# Benefits of forming a NV or DE LLC in CA



## badhoha (Jun 13, 2007)

Hello All,

My question is, what are the benefits of filing a LLC in DE or NV while based in say, CA? Is it the min. $800 tax that they don't have? And, if this is beneficial, how is it done?

Thanks.


----------



## Rodney (Nov 3, 2004)

While you're waiting for some answers and first hand experiences to be posted in this thread, these links might help:

Incorporate in Nevada. Benefits of Nevada corporations and LLCs.

benefits of filing a corp in nv - Google Search


----------



## badhoha (Jun 13, 2007)

Thanks for the info Rodney.


----------



## markthenewguy (Mar 17, 2008)

badhoha said:


> Hello All,
> 
> My question is, what are the benefits of filing a LLC in DE or NV while based in say, CA? Is it the min. $800 tax that they don't have? And, if this is beneficial, how is it done?
> 
> Thanks.


Imo it is mostly a lot of hype with no real advantage. especially for an LLC. 

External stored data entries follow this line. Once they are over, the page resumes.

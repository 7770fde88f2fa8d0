/// Map years of experience to a coarse 0-100 score
///
/// Fixed buckets, not interpolated:
///
/// | years   | score |
/// |---------|-------|
/// | missing | 50    |
/// | < 1     | 20    |
/// | 1-2     | 60    |
/// | 3-4     | 80    |
/// | >= 5    | 100   |
///
/// Missing data gets the neutral 50 so candidates who never filled in
/// the field are not penalized.
#[inline]
pub fn calculate_experience_score(years_of_experience: Option<u32>) -> u8 {
    match years_of_experience {
        None => 50,
        Some(years) if years < 1 => 20,
        Some(years) if years < 3 => 60,
        Some(years) if years < 5 => 80,
        Some(_) => 100,
    }
}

No matter where you file your LLC you do not pay corporate income tax through the LLC, this is because you pay all the taxes yourself since income from LLC's gets recorded on the personal tax returns of the owners, the company doesn't file its own return. 

Also, if you are registering your business in NV but doing business in CA you will still be subject to CA taxes. You pay taxes in the state that you earn the income in not in the state you formed your company in. 

You would also need a contact person that lives in NV to list on your registration forms. So you would probably either need to know someone who lives in NV or pay a lawyer to agree to be yours.

Sounds like a lot of hassle for no benefit.

Hope this helped.

-mark


----------